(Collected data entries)
★ ★ ★ ★
//! Task aggregate root, creation fields and partial updates.

use super::{Priority, ReminderInterval, TaskId, TaskTitle};
use crate::auth::EmailAddress;
use crate::board::domain::ColumnId;
use chrono::{DateTime, NaiveDate, TimeDelta, Utc};
use mockable::Clock;
use serde::{Deserialize, Serialize};

/// Delay before the first reminder of a newly scheduled task.
pub const FIRST_REMINDER_DELAY: TimeDelta = TimeDelta::minutes(1);

/// Validated fields of a task being created.
#[derive(Debug, Clone, PartialEq, Eq)]
pub struct NewTask {
    /// Task title.
    pub title: TaskTitle,
    /// Free-form description.
    pub description: Option<String>,
    /// Assignee email address.
    pub assignee: Option<EmailAddress>,
    /// Calendar due date.
    pub due_date: Option<NaiveDate>,
    /// Task priority.
    pub priority: Priority,
    /// Reminder interval.
    pub reminder: ReminderInterval,
}

impl NewTask {
    /// Creates fields with only a title; everything else takes defaults.
    #[must_use]
    pub fn titled(title: TaskTitle) -> Self {
        Self {
            title,
            description: None,
            assignee: None,
            due_date: None,
            priority: Priority::default(),
            reminder: ReminderInterval::default(),
        }
    }
}

/// Partial update of a task.
///
/// Outer `None` leaves a field untouched; for nullable fields `Some(None)`
/// clears it.
#[derive(Debug, Clone, Default, PartialEq, Eq)]
pub struct TaskPatch {
    /// New title.
    pub title: Option<TaskTitle>,
    /// New or cleared description.
    pub description: Option<Option<String>>,
    /// New or cleared assignee.
    pub assignee: Option<Option<EmailAddress>>,
    /// New or cleared due date.
    pub due_date: Option<Option<NaiveDate>>,
    /// New priority.
    pub priority: Option<Priority>,
    /// New reminder interval.
    pub reminder: Option<ReminderInterval>,
    /// Explicit next reminder time, applied after the other fields.
    pub next_reminder_at: Option<Option<DateTime<Utc>>>,
}

impl TaskPatch {
    /// Returns whether the patch names no field at all.
    #[must_use]
    pub const fn is_empty(&self) -> bool {
        self.title.is_none()
            && self.description.is_none()
            && self.assignee.is_none()
            && self.due_date.is_none()
            && self.priority.is_none()
            && self.reminder.is_none()
            && self.next_reminder_at.is_none()
    }
}

/// Task field names recorded in history entries.
#[derive(Debug, Clone, Copy, PartialEq, Eq, Hash)]
pub enum TaskField {
    /// Title.
    Title,
    /// Description.
    Description,
    /// Assignee.
    Assignee,
    /// Due date.
    DueDate,
    /// Priority.
    Priority,
    /// Reminder interval.
    Reminder,
    /// Next reminder time.
    NextReminder,
}

impl TaskField {
    /// Returns the human-readable field label.
    #[must_use]
    pub const fn label(self) -> &'static str {
        match self {
            Self::Title => "title",
            Self::Description => "description",
            Self::Assignee => "assignee",
            Self::DueDate => "due date",
            Self::Priority => "priority",
            Self::Reminder => "reminder",
            Self::NextReminder => "next reminder",
        }
    }
}

/// Task aggregate root.
#[derive(Debug, Clone, PartialEq, Eq, Serialize, Deserialize)]
pub struct Task {
    id: TaskId,
    column_id: ColumnId,
    title: TaskTitle,
    description: Option<String>,
    assignee: Option<EmailAddress>,
    due_date: Option<NaiveDate>,
    priority: Priority,
    reminder: ReminderInterval,
    next_reminder_at: Option<DateTime<Utc>>,
    sort_order: u32,
    created_at: DateTime<Utc>,
    updated_at: DateTime<Utc>,
}

/// Parameter object for reconstructing a persisted task aggregate.
#[derive(Debug, Clone, PartialEq, Eq)]
pub struct PersistedTaskData {
    /// Persisted task identifier.
    pub id: TaskId,
    /// Owning column.
    pub column_id: ColumnId,
    /// Persisted title.
    pub title: TaskTitle,
    /// Persisted description.
    pub description: Option<String>,
    /// Persisted assignee.
    pub assignee: Option<EmailAddress>,
    /// Persisted due date.
    pub due_date: Option<NaiveDate>,
    /// Persisted priority.
    pub priority: Priority,
    /// Persisted reminder interval.
    pub reminder: ReminderInterval,
    /// Persisted next reminder time.
    pub next_reminder_at: Option<DateTime<Utc>>,
    /// Position within the column.
    pub sort_order: u32,
    /// Persisted creation timestamp.
    pub created_at: DateTime<Utc>,
    /// Persisted latest edit timestamp.
    pub updated_at: DateTime<Utc>,
}

impl Task {
    /// Creates a task at `sort_order` in `column_id`.
    ///
    /// When reminders are enabled the first one is due
    /// [`FIRST_REMINDER_DELAY`] from now.
    #[must_use]
    pub fn new(column_id: ColumnId, fields: NewTask, sort_order: u32, clock: &impl Clock) -> Self {
        let timestamp = clock.utc();
        let next_reminder_at = fields
            .reminder
            .is_enabled()
            .then(|| timestamp + FIRST_REMINDER_DELAY);
        Self {
            id: TaskId::new(),
            column_id,
            title: fields.title,
            description: fields.description,
            assignee: fields.assignee,
            due_date: fields.due_date,
            priority: fields.priority,
            reminder: fields.reminder,
            next_reminder_at,
            sort_order,
            created_at: timestamp,
            updated_at: timestamp,
        }
    }

    /// Reconstructs a task from persisted storage.
    #[must_use]
    pub fn from_persisted(data: PersistedTaskData) -> Self {
        Self {
            id: data.id,
            column_id: data.column_id,
            title: data.title,
            description: data.description,
            assignee: data.assignee,
            due_date: data.due_date,
            priority: data.priority,
            reminder: data.reminder,
            next_reminder_at: data.next_reminder_at,
            sort_order: data.sort_order,
            created_at: data.created_at,
            updated_at: data.updated_at,
        }
    }

    /// Returns the task identifier.
    #[must_use]
    pub const fn id(&self) -> TaskId {
        self.id
    }

    /// Returns the owning column.
    #[must_use]
    pub const fn column_id(&self) -> ColumnId {
        self.column_id
    }

    /// Returns the title.
    #[must_use]
    pub const fn title(&self) -> &TaskTitle {
        &self.title
    }

    /// Returns the description, if any.
    #[must_use]
    pub fn description(&self) -> Option<&str> {
        self.description.as_deref()
    }

    /// Returns the assignee, if any.
    #[must_use]
    pub const fn assignee(&self) -> Option<&EmailAddress> {
        self.assignee.as_ref()
    }

    /// Returns the due date, if any.
    #[must_use]
    pub const fn due_date(&self) -> Option<NaiveDate> {
        self.due_date
    }

    /// Returns the priority.
    #[must_use]
    pub const fn priority(&self) -> Priority {
        self.priority
    }

    /// Returns the reminder interval.
    #[must_use]
    pub const fn reminder(&self) -> ReminderInterval {
        self.reminder
    }

    /// Returns when the next reminder is due, if scheduled.
    #[must_use]
    pub const fn next_reminder_at(&self) -> Option<DateTime<Utc>> {
        self.next_reminder_at
    }

    /// Returns the position within the column.
    #[must_use]
    pub const fn sort_order(&self) -> u32 {
        self.sort_order
    }

    /// Returns the creation timestamp.
    #[must_use]
    pub const fn created_at(&self) -> DateTime<Utc> {
        self.created_at
    }

    /// Returns the latest edit timestamp.
    #[must_use]
    pub const fn updated_at(&self) -> DateTime<Utc> {
        self.updated_at
    }

    /// Returns whether the due date has passed, that is `now` is later than
    /// midnight UTC at the start of the due date.
    #[must_use]
    pub fn is_overdue(&self, now: DateTime<Utc>) -> bool {
        self.due_date
            .and_then(|date| date.and_hms_opt(0, 0, 0))
            .is_some_and(|midnight| now > midnight.and_utc())
    }

    /// Applies a partial update and returns the fields that changed.
    ///
    /// Changing the due date or reminder interval clears the schedule. An
    /// explicit `next_reminder_at` is applied last and ignored while
    /// reminders are disabled.
    pub fn apply_patch(&mut self, patch: TaskPatch, clock: &impl Clock) -> Vec<TaskField> {
        let mut changed = Vec::new();
        if let Some(title) = patch.title.filter(|value| *value != self.title) {
            self.title = title;
            changed.push(TaskField::Title);
        }
        if let Some(description) = patch.description.filter(|value| *value != self.description) {
            self.description = description;
            changed.push(TaskField::Description);
        }
        if let Some(assignee) = patch.assignee.filter(|value| *value != self.assignee) {
            self.assignee = assignee;
            changed.push(TaskField::Assignee);
        }
        if let Some(due_date) = patch.due_date.filter(|value| *value != self.due_date) {
            self.due_date = due_date;
            changed.push(TaskField::DueDate);
        }
        if let Some(priority) = patch.priority.filter(|value| *value != self.priority) {
            self.priority = priority;
            changed.push(TaskField::Priority);
        }
        if let Some(reminder) = patch.reminder.filter(|value| *value != self.reminder) {
            self.reminder = reminder;
            changed.push(TaskField::Reminder);
        }

        let schedule_reset =
            changed.contains(&TaskField::DueDate) || changed.contains(&TaskField::Reminder);
        if schedule_reset {
            self.next_reminder_at = None;
        }
        if let Some(requested) = patch.next_reminder_at {
            let effective = requested.filter(|_| self.reminder.is_enabled());
            if effective != self.next_reminder_at {
                self.next_reminder_at = effective;
                changed.push(TaskField::NextReminder);
            }
        }

        if !changed.is_empty() {
            self.updated_at = clock.utc();
        }
        changed
    }

    /// Moves the task to `column_id` at `sort_order`.
    pub const fn relocate(&mut self, column_id: ColumnId, sort_order: u32) {
        self.column_id = column_id;
        self.sort_order = sort_order;
    }

    /// Sets the position within the current column.
    pub const fn set_sort_order(&mut self, sort_order: u32) {
        self.sort_order = sort_order;
    }

    /// Restarts reminders so the next one fires shortly. No effect while
    /// reminders are disabled.
    pub fn restart_reminders(&mut self, clock: &impl Clock) {
        if self.reminder.is_enabled() {
            let now = clock.utc();
            self.next_reminder_at = Some(now + FIRST_REMINDER_DELAY);
            self.updated_at = now;
        }
    }

    /// Stops reminders until they are restarted.
    pub fn stop_reminders(&mut self, clock: &impl Clock) {
        if self.next_reminder_at.is_some() {
            self.next_reminder_at = None;
            self.updated_at = clock.utc();
        }
    }

    /// Overwrites the reminder schedule as stored, dropping it while
    /// reminders are disabled.
    pub fn set_next_reminder(&mut self, next_reminder_at: Option<DateTime<Utc>>) {
        self.next_reminder_at = next_reminder_at.filter(|_| self.reminder.is_enabled());
    }

    /// Holds the reminder until `until` while a dispatcher processes it.
    pub const fn lease_reminder(&mut self, until: DateTime<Utc>) {
        self.next_reminder_at = Some(until);
    }

    /// Schedules the reminder after the one fired at `now`.
    pub fn reschedule_after(&mut self, now: DateTime<Utc>) {
        self.next_reminder_at = self.reminder.offset().map(|offset| now + offset);
    }
}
★ ★ ★ ★
:: EXERCISE BRIEF ::
Tell me how many lines of the records include the word "that", and say nothing else.

:: RESPONSE FOR THIS EXERCISE ::
2